David Krueger MD
In a fairly well-known psychological experiment, subjects were asked the following question: “Imagine that there had been several epidemics of a certain kind of flu that everyone contracts that can be fatal to children 3 years of age or younger. Roughly 10 out of every 10,000 children with this flu will die from it. A flu vaccine which eliminates the chance of getting it causes death in 5 out of every 10,000 children. Would you vaccinate your child?”
Logically, an easy call. You would choose to do it since not vaccinating has twice the mortality as the vaccination. However almost all parents in the survey opted not to vaccinate their children. The reason: it caused 5 deaths per 10,000. Even though without the vaccine their children faced twice the death from the flu, those who would not permit vaccinations said that they would “feel responsible if anything happened because of the vaccine.” However, those same parents dismissed the idea that they would feel responsible if anything happened because of failure to vaccinate.
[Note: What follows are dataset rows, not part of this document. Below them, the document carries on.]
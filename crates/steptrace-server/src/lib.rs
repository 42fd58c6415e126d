//! HTTP front for the execution tracer.
//!
//! Accepts trace requests, runs each one under a wall-clock deadline (in a
//! worker process by default) and forwards the Trace verbatim. The tracer
//! itself has no timeout; enforcing one is this crate's job.

pub mod config;
pub mod error;
pub mod executor;
pub mod handlers;
pub mod router;
pub mod schema;
pub mod state;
In other words, parents felt more responsible for a bad outcome when is followed their own actions than from an outcome that resulted from their inaction.
This omission bias has subtle everyday manifestations. We may feel that telling a direct lie is worse than withholding the truth. Declining to eat healthy food may be a poor choice, but eating junk food is deemed as worse. We have more regret over giving a wrong answer than not giving a correct one.
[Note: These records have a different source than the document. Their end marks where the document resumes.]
//! Calls: argument binding, functions, classes, attributes and `super()`.

use std::cell::RefCell;
use std::rc::Rc;

use indexmap::IndexMap;

use super::{Frame, FrameKind, Interpreter};
use crate::error::{raise, ExcKind, Exception, RtResult};
use crate::methods;
use crate::value::{
    new_scope, BoundMethod, Class, ClassBase, DictKind, DictObj, ExceptionObj, Function,
    FunctionCode, Instance, Method, Name, Scope, SuperObj, Value,
};

/// Evaluated call arguments.
#[derive(Debug, Default)]
pub struct Args {
    pub positional: Vec<Value>,
    pub keywords: Vec<(Name, Value)>,
}

impl Args {
    pub fn positional(values: Vec<Value>) -> Args {
        Args {
            positional: values,
            keywords: Vec::new(),
        }
    }

    /// Number of positional arguments.
    pub fn len(&self) -> usize {
        self.positional.len()
    }

    pub fn is_empty(&self) -> bool {
        self.positional.is_empty() && self.keywords.is_empty()
    }

    pub(crate) fn prepend(mut self, receiver: Value) -> Args {
        self.positional.insert(0, receiver);
        self
    }

    /// Removes and returns a keyword argument.
    pub(crate) fn keyword(&mut self, name: &str) -> Option<Value> {
        let pos = self.keywords.iter().position(|(k, _)| &**k == name)?;
        Some(self.keywords.remove(pos).1)
    }

    /// Fails on any keyword argument not consumed with [`Args::keyword`].
    pub(crate) fn finish(&self, function: &str) -> RtResult<()> {
        match self.keywords.first() {
            None => Ok(()),
            Some((name, _)) => raise(
                ExcKind::TypeError,
                format!("'{name}' is an invalid keyword argument for {function}()"),
            ),
        }
    }

    /// Checks the positional argument count.
    pub(crate) fn arity(&self, function: &str, min: usize, max: usize) -> RtResult<()> {
        let given = self.positional.len();
        if (min..=max).contains(&given) {
            return Ok(());
        }
        let expected = if min == max {
            format!("exactly {min} argument{}", plural(min))
        } else if given < min {
            format!("at least {min} argument{}", plural(min))
        } else {
            format!("at most {max} argument{}", plural(max))
        };
        raise(
            ExcKind::TypeError,
            format!("{function}() takes {expected} ({given} given)"),
        )
    }
}

fn plural(n: usize) -> &'static str {
    if n == 1 {
        ""
    } else {
        "s"
    }
}

impl Interpreter<'_> {
    pub(crate) fn call_value(&mut self, callee: &Value, args: Args) -> RtResult<Value> {
        match callee {
            Value::Function(func) => self.call_function(func, args),
            Value::Builtin(builtin) => self.call_builtin(*builtin, args),
            Value::BoundMethod(bound) => match &bound.method {
                Method::Function(func) => self.call_function(func, args.prepend(bound.receiver.clone())),
                Method::Native(name) => self.call_native(&bound.receiver, name, args),
            },
            Value::Class(class) => self.instantiate(class, args),
            Value::ExcClass(kind) => {
                args.finish(kind.name())?;
                Ok(Value::Exception(Rc::new(ExceptionObj::new(
                    *kind,
                    None,
                    args.positional,
                ))))
            }
            other => raise(
                ExcKind::TypeError,
                format!("'{}' object is not callable", other.type_name()),
            ),
        }
    }

    pub(crate) fn call_function(&mut self, func: &Rc<Function>, args: Args) -> RtResult<Value> {
        let locals = new_scope();
        bind_params(func, args, &locals)?;
        let info = self.scope_info(func);
        let frame = Frame {
            name: func.name.clone(),
            line: func.line(),
            kind: FrameKind::Function,
            locals,
            env: func.closure.borrow().clone(),
            info,
            comp_scopes: Vec::new(),
            function: Some(func.clone()),
        };
        self.push_frame(frame)?;
        let result = match &func.code {
            FunctionCode::Def(def) => self.exec_body(&def.body).map(|flow| match flow {
                super::Flow::Return(value) => value,
                _ => Value::None,
            }),
            FunctionCode::Lambda(lambda) => {
                self.fire_line(lambda.line);
                self.eval(&lambda.body).map_err(|exc| self.attach_traceback(exc))
            }
        };
        self.pop_frame();
        result
    }

    pub(crate) fn instantiate(&mut self, class: &Rc<Class>, args: Args) -> RtResult<Value> {
        let init = class.lookup("__init__");
        if let Some(kind) = class.exception_root() {
            let value = Value::Exception(Rc::new(ExceptionObj::new(
                kind,
                Some(class.clone()),
                args.positional.clone(),
            )));
            match init {
                Some(init) => {
                    self.call_value(&init, args.prepend(value.clone()))?;
                }
                None => args.finish(&class.name)?,
            }
            return Ok(value);
        }

        let instance = Value::Instance(Rc::new(Instance {
            class: class.clone(),
            attrs: RefCell::new(IndexMap::new()),
        }));
        match init {
            Some(init) => {
                let result = self.call_value(&init, args.prepend(instance.clone()))?;
                if !matches!(result, Value::None) {
                    return raise(
                        ExcKind::TypeError,
                        format!("__init__() should return None, not '{}'", result.type_name()),
                    );
                }
            }
            None if !args.is_empty() => {
                return raise(
                    ExcKind::TypeError,
                    format!("{}() takes no arguments", class.name),
                )
            }
            None => {}
        }
        Ok(instance)
    }

    /// Zero-argument `super()` inside a method, or `super(Class, obj)`.
    pub(crate) fn make_super(&mut self, args: Args) -> RtResult<Value> {
        if args.len() == 2 {
            return match (&args.positional[0], &args.positional[1]) {
                (Value::Class(class), receiver) => Ok(Value::Super(Rc::new(SuperObj {
                    class: class.clone(),
                    receiver: receiver.clone(),
                }))),
                _ => raise(ExcKind::TypeError, "super() argument 1 must be a type"),
            };
        }
        args.arity("super", 0, 0)?;
        let frame = self.frame();
        let Some(func) = frame.function.clone() else {
            return raise(ExcKind::RuntimeError, "super(): no arguments");
        };
        let Some(class) = func.owner.borrow().upgrade() else {
            return raise(ExcKind::RuntimeError, "super(): __class__ cell not found");
        };
        let receiver = func
            .params()
            .positional
            .first()
            .and_then(|param| frame.locals.borrow().get(param.name.as_str()).cloned());
        match receiver {
            Some(receiver) => Ok(Value::Super(Rc::new(SuperObj { class, receiver }))),
            None => raise(ExcKind::RuntimeError, "super(): no arguments"),
        }
    }

    // -----------------------------------------------------------------------
    // Attributes
    // -----------------------------------------------------------------------

    pub(crate) fn get_attr(&mut self, object: &Value, name: &str) -> RtResult<Value> {
        let found = match object {
            Value::Instance(instance) => {
                let own = instance.attrs.borrow().get(name).cloned();
                own.or_else(|| instance.class.lookup(name).map(|attr| bind(object, attr)))
                    .or_else(|| match name {
                        "__class__" => Some(Value::Class(instance.class.clone())),
                        _ => None,
                    })
            }
            Value::Exception(exc) => {
                let own = exc.attrs.borrow().get(name).cloned();
                own.or_else(|| {
                    exc.class
                        .as_ref()
                        .and_then(|class| class.lookup(name))
                        .map(|attr| bind(object, attr))
                })
                .or_else(|| match name {
                    "args" => Some(Value::tuple(exc.args.borrow().clone())),
                    _ => None,
                })
            }
            Value::Class(class) => class.lookup(name).or_else(|| match name {
                "__name__" => Some(Value::Str(class.name.clone())),
                _ => None,
            }),
            Value::Super(sup) => self.super_attr(sup, name),
            Value::Module(module) => module.attrs.get(name).cloned(),
            Value::Function(func) if name == "__name__" => Some(Value::Str(func.name.clone())),
            Value::Builtin(builtin) if name == "__name__" => Some(Value::str(builtin.name())),
            Value::ExcClass(kind) if name == "__name__" => Some(Value::str(kind.name())),
            _ => None,
        };
        if let Some(value) = found {
            return Ok(value);
        }
        if let Some(native) = methods::native_method(object, name) {
            return Ok(Value::BoundMethod(Rc::new(BoundMethod {
                receiver: object.clone(),
                method: Method::Native(native),
            })));
        }
        Err(no_attribute(object, name))
    }

    fn super_attr(&self, sup: &SuperObj, name: &str) -> Option<Value> {
        let mut base = sup.class.base.clone();
        while let Some(ClassBase::User(class)) = base {
            if let Some(attr) = class.attrs.borrow().get(name) {
                return Some(bind(&sup.receiver, attr.clone()));
            }
            base = class.base.clone();
        }
        // The chain ended at `object` or a built-in exception class.
        (name == "__init__").then(|| {
            Value::BoundMethod(Rc::new(BoundMethod {
                receiver: sup.receiver.clone(),
                method: Method::Native("__init__"),
            }))
        })
    }

    pub(crate) fn set_attr(&mut self, object: &Value, name: &str, value: Value) -> RtResult<()> {
        let attrs = match object {
            Value::Instance(instance) => &instance.attrs,
            Value::Exception(exc) if name == "args" => {
                *exc.args.borrow_mut() = self.iter_values(&value)?;
                return Ok(());
            }
            Value::Exception(exc) => &exc.attrs,
            Value::Class(class) => &class.attrs,
            other => {
                return raise(
                    ExcKind::AttributeError,
                    format!(
                        "'{}' object attribute '{name}' is read-only",
                        other.type_name()
                    ),
                )
            }
        };
        attrs.borrow_mut().insert(Rc::from(name), value);
        Ok(())
    }

    pub(crate) fn del_attr(&mut self, object: &Value, name: &str) -> RtResult<()> {
        let attrs = match object {
            Value::Instance(instance) => &instance.attrs,
            Value::Exception(exc) => &exc.attrs,
            Value::Class(class) => &class.attrs,
            other => return Err(no_attribute(other, name)),
        };
        let removed = attrs.borrow_mut().shift_remove(name);
        match removed {
            Some(_) => Ok(()),
            None => Err(no_attribute(object, name)),
        }
    }
}

/// Functions found on a class become methods bound to the receiver.
fn bind(receiver: &Value, attr: Value) -> Value {
    match attr {
        Value::Function(func) => Value::BoundMethod(Rc::new(BoundMethod {
            receiver: receiver.clone(),
            method: Method::Function(func),
        })),
        other => other,
    }
}

fn no_attribute(object: &Value, name: &str) -> Exception {
    let message = match object {
        Value::Class(class) => format!("type object '{}' has no attribute '{name}'", class.name),
        Value::Module(module) => format!("module '{}' has no attribute '{name}'", module.name),
        other => format!("'{}' object has no attribute '{name}'", other.type_name()),
    };
    Exception::new(ExcKind::AttributeError, message)
}

/// Binds call arguments to a function's parameters in a fresh scope.
fn bind_params(func: &Function, args: Args, locals: &Scope) -> RtResult<()> {
    let params = func.params();
    let name = &func.name;
    let count = params.positional.len();
    let Args {
        positional,
        keywords,
    } = args;

    let mut slots: Vec<Option<Value>> = vec![None; count];
    let mut extra = Vec::new();
    for (i, value) in positional.into_iter().enumerate() {
        match slots.get_mut(i) {
            Some(slot) => *slot = Some(value),
            None => extra.push(value),
        }
    }
    if !extra.is_empty() && params.vararg.is_none() {
        let given = count + extra.len();
        return raise(
            ExcKind::TypeError,
            format!(
                "{name}() takes {count} positional argument{} but {given} {} given",
                plural(count),
                if given == 1 { "was" } else { "were" }
            ),
        );
    }

    let kwargs = DictObj::new(DictKind::Dict);
    for (key, value) in keywords {
        match params.positional.iter().position(|p| *p.name == *key) {
            Some(i) if slots[i].is_some() => {
                return raise(
                    ExcKind::TypeError,
                    format!("{name}() got multiple values for argument '{key}'"),
                )
            }
            Some(i) => slots[i] = Some(value),
            None if params.kwarg.is_some() => kwargs.insert(Value::Str(key), value)?,
            None => {
                return raise(
                    ExcKind::TypeError,
                    format!("{name}() got an unexpected keyword argument '{key}'"),
                )
            }
        }
    }

    let first_default = count - func.defaults.len();
    let mut missing = Vec::new();
    let mut scope = locals.borrow_mut();
    for (i, (param, slot)) in params.positional.iter().zip(slots).enumerate() {
        let value = match slot {
            Some(value) => value,
            None if i >= first_default => func.defaults[i - first_default].clone(),
            None => {
                missing.push(format!("'{}'", param.name));
                continue;
            }
        };
        scope.insert(Rc::from(param.name.as_str()), value);
    }
    if !missing.is_empty() {
        let list = match missing.len() {
            1 => missing[0].clone(),
            2 => format!("{} and {}", missing[0], missing[1]),
            n => format!("{}, and {}", missing[..n - 1].join(", "), missing[n - 1]),
        };
        return raise(
            ExcKind::TypeError,
            format!(
                "{name}() missing {} required positional argument{}: {list}",
                missing.len(),
                plural(missing.len())
            ),
        );
    }
    if let Some(vararg) = &params.vararg {
        scope.insert(Rc::from(vararg.as_str()), Value::tuple(extra));
    }
    if let Some(kwarg) = &params.kwarg {
        scope.insert(Rc::from(kwarg.as_str()), Value::Dict(Rc::new(kwargs)));
    }
    Ok(())
}
//! Statement execution.

use std::cell::RefCell;
use std::rc::{Rc, Weak};

use indexmap::IndexMap;
use steptrace_syntax::ast::{
    Alias, BinOp, ClassDef, CondBranch, ExceptHandler, Expr, FunctionDef, Stmt, StmtKind,
};

use super::{Args, Frame, FrameKind, Interpreter};
use crate::builtins::Builtin;
use crate::error::{raise, ExcKind, Exception, RtResult};
use crate::scope::ScopeInfo;
use crate::value::{new_scope, Class, ClassBase, Cursor, Function, FunctionCode, Value};

/// How a statement finished, other than by raising.
pub(crate) enum Flow {
    Normal,
    Return(Value),
    Break,
    Continue,
}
Cognitive psychology has shown that we view inaction as less blameworthy and less harmful than action even when the outcomes are the same or worse. In medicine, law, and business we have the same omission bias. Neglecting a positive action is less painful than committing a negative action. Play not to lose rather than play to win. We avoid actual errors rather than focusing on missed opportunities.
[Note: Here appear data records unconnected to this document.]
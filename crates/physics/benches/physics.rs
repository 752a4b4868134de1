use criterion::{criterion_group, criterion_main, Criterion};
use physics::{PhysicsSim, PhysicsWorld, Vec3};

fn cave(spheres: usize) -> PhysicsSim {
    let mut sim = PhysicsSim::new();
    sim.add_enclosure(Vec3::ZERO, Vec3::splat(12.5));
    for i in 0..spheres {
        let x = (i % 10) as f32 * 2.0 - 9.0;
        let z = (i / 10) as f32 * 2.0 - 9.0;
        sim.add_sphere(Vec3::new(x, 5.0, z), Vec3::ZERO, 0.5);
    }
    sim
}

fn bench_step(c: &mut Criterion) {
    let mut sim = cave(100);
    c.bench_function("step_100_spheres", |b| b.iter(|| sim.step(0.02)));
}

fn bench_raycast(c: &mut Criterion) {
    let sim = cave(100);
    c.bench_function("raycast_fan", |b| {
        b.iter(|| {
            (0..7)
                .filter_map(|i| {
                    let angle = i as f32;
                    sim.raycast(Vec3::ZERO, Vec3::new(angle.sin(), 0.2, angle.cos()), 10.0)
                })
                .count()
        })
    });
}

criterion_group!(benches, bench_step, bench_raycast);
criterion_main!(benches);
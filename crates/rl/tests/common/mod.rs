#![allow(dead_code)]

use physics::{
    BodyId, BodyState, ContactEvent, ForceMode, JointId, JointLimits, JointTarget, PhysicsError, PhysicsWorld,
    RayHit, Vec3,
};

/// A world that never moves on its own and records every mutation.
#[derive(Default)]
pub struct RecordingWorld {
    pub bodies: Vec<BodyState>,
    pub forces: Vec<(BodyId, Vec3, ForceMode)>,
    pub torques: Vec<(BodyId, Vec3, ForceMode)>,
    pub joint_targets: Vec<(JointId, JointTarget)>,
    pub pending_contacts: Vec<ContactEvent>,
    pub mutations: usize,
}

impl RecordingWorld {
    pub fn with_bodies(count: usize) -> Self {
        Self {
            bodies: vec![BodyState::default(); count],
            ..Self::default()
        }
    }

    pub fn place(&mut self, id: BodyId, position: Vec3) {
        self.bodies[id] = BodyState::at(position);
    }
}

impl PhysicsWorld for RecordingWorld {
    fn body(&self, id: BodyId) -> Result<BodyState, PhysicsError> {
        self.bodies.get(id).copied().ok_or(PhysicsError::UnknownBody(id))
    }

    fn set_body_state(&mut self, id: BodyId, state: BodyState) -> Result<(), PhysicsError> {
        let body = self.bodies.get_mut(id).ok_or(PhysicsError::UnknownBody(id))?;
        *body = state;
        self.mutations += 1;
        Ok(())
    }

    fn raycast(&self, _origin: Vec3, _direction: Vec3, _max_distance: f32) -> Option<RayHit> {
        None
    }

    fn apply_force(&mut self, id: BodyId, force: Vec3, mode: ForceMode) -> Result<(), PhysicsError> {
        self.body(id)?;
        self.forces.push((id, force, mode));
        self.mutations += 1;
        Ok(())
    }

    fn apply_torque(&mut self, id: BodyId, torque: Vec3, mode: ForceMode) -> Result<(), PhysicsError> {
        self.body(id)?;
        self.torques.push((id, torque, mode));
        self.mutations += 1;
        Ok(())
    }

    fn joint_limits(&self, joint: JointId) -> Result<JointLimits, PhysicsError> {
        Err(PhysicsError::UnknownJoint(joint))
    }

    fn set_joint_target(&mut self, joint: JointId, _target: JointTarget) -> Result<(), PhysicsError> {
        Err(PhysicsError::UnknownJoint(joint))
    }

    fn gravity(&self) -> Vec3 {
        Vec3::new(0.0, -9.81, 0.0)
    }

    fn drain_contacts(&mut self) -> Vec<ContactEvent> {
        std::mem::take(&mut self.pending_contacts)
    }
}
Jeff Bezos stated in a 2009 management conference, “People over-focus on errors of commission. Companies over emphasize how expensive failure’s going to be. Failure is not that expensive … the big cost that most companies incur is much harder to notice, and those are errors of omission.”
We see the decisions of our leaders in failing to make adequate preparation for what is now known to be a global crisis, failing to make adequate preparations, not making the unpopular hard calls where guts are tested, as an omission bias. We have to learn from these things.
The definition of a blind spot is that you can’t see it. Unconscious biases are a default mode of human behavior. Yet a blind spot illuminates someone’s internal prejudice by their attempt to label it in others and assign blame. The statement, though directed at someone else, directly reflects the speaker: a self statement.
And once you recognize an unconscious bias, it’s no longer unconscious.